| Directions for this task |
Restate the records word for word, omitting nothing.

-------- Record extracts --------

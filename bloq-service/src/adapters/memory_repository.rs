//! In-memory circuit repository

use crate::ports::{CircuitRepository, CircuitSummary, StoredCircuit};
use anyhow::{anyhow, Result};
use async_trait::async_trait;
use bloq_core::{Circuit, Snapshot};
use std::collections::HashMap;
use tokio::sync::RwLock;
use uuid::Uuid;

/// Repository keeping copies of saved circuits for the process lifetime
#[derive(Debug, Default)]
pub struct InMemoryCircuitRepository {
    store: RwLock<Store>,
}

#[derive(Debug, Default)]
struct Store {
    entries: HashMap<String, StoredCircuit>,
    /// Ids in save order, for stable listing
    order: Vec<String>,
}

impl InMemoryCircuitRepository {
    pub fn new() -> Self {
        Self::default()
    }

    pub async fn len(&self) -> usize {
        self.store.read().await.order.len()
    }

    pub async fn is_empty(&self) -> bool {
        self.len().await == 0
    }
}

#[async_trait]
impl CircuitRepository for InMemoryCircuitRepository {
    async fn save(
        &self,
        circuit: &Circuit,
        snapshots: &[Snapshot],
        name: Option<&str>,
        focus_qubit: Option<usize>,
    ) -> Result<String> {
        let id = Uuid::new_v4().simple().to_string();
        let stored = StoredCircuit {
            circuit: circuit.clone(),
            snapshots: snapshots.to_vec(),
            name: name.map(str::to_string),
            focus_qubit,
        };

        let mut store = self.store.write().await;
        store.entries.insert(id.clone(), stored);
        store.order.push(id.clone());
        Ok(id)
    }

    async fn load(&self, id: &str) -> Result<StoredCircuit> {
        self.store
            .read()
            .await
            .entries
            .get(id)
            .cloned()
            .ok_or_else(|| anyhow!("Circuit {} not found", id))
    }

    async fn list(&self) -> Result<Vec<CircuitSummary>> {
        let store = self.store.read().await;
        Ok(store
            .order
            .iter()
            .filter_map(|id| store.entries.get(id).map(|stored| (id, stored)))
            .map(|(id, stored)| CircuitSummary {
                id: id.clone(),
                name: stored.name.clone(),
                qubit_count: stored.circuit.qubit_count(),
                gate_count: stored.circuit.len(),
            })
            .collect())
    }
}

--------

| Exercise answer |
filename bloq-service/src/adapters/memory_repository.rs
//! In-memory circuit repository

use crate::ports::{CircuitRepository, CircuitSummary, StoredCircuit};
use anyhow::{anyhow, Result};
use async_trait::async_trait;
use bloq_core::{Circuit, Snapshot};
use std::collections::HashMap;
use tokio::sync::RwLock;
use uuid::Uuid;

/// Repository keeping copies of saved circuits for the process lifetime
#[derive(Debug, Default)]
pub struct InMemoryCircuitRepository {
    store: RwLock<Store>,
}

#[derive(Debug, Default)]
struct Store {
    entries: HashMap<String, StoredCircuit>,
    /// Ids in save order, for stable listing
    order: Vec<String>,
}

impl InMemoryCircuitRepository {
    pub fn new() -> Self {
        Self::default()
    }

    pub async fn len(&self) -> usize {
        self.store.read().await.order.len()
    }

    pub async fn is_empty(&self) -> bool {
        self.len().await == 0
    }
}

#[async_trait]
impl CircuitRepository for InMemoryCircuitRepository {
    async fn save(
        &self,
        circuit: &Circuit,
        snapshots: &[Snapshot],
        name: Option<&str>,
        focus_qubit: Option<usize>,
    ) -> Result<String> {
        let id = Uuid::new_v4().simple().to_string();
        let stored = StoredCircuit {
            circuit: circuit.clone(),
            snapshots: snapshots.to_vec(),
            name: name.map(str::to_string),
            focus_qubit,
        };

        let mut store = self.store.write().await;
        store.entries.insert(id.clone(), stored);
        store.order.push(id.clone());
        Ok(id)
    }

    async fn load(&self, id: &str) -> Result<StoredCircuit> {
        self.store
            .read()
            .await
            .entries
            .get(id)
            .cloned()
            .ok_or_else(|| anyhow!("Circuit {} not found", id))
    }

    async fn list(&self) -> Result<Vec<CircuitSummary>> {
        let store = self.store.read().await;
        Ok(store
            .order
            .iter()
            .filter_map(|id| store.entries.get(id).map(|stored| (id, stored)))
            .map(|(id, stored)| CircuitSummary {
                id: id.clone(),
                name: stored.name.clone(),
                qubit_count: stored.circuit.qubit_count(),
                gate_count: stored.circuit.len(),
            })
            .collect())
    }
}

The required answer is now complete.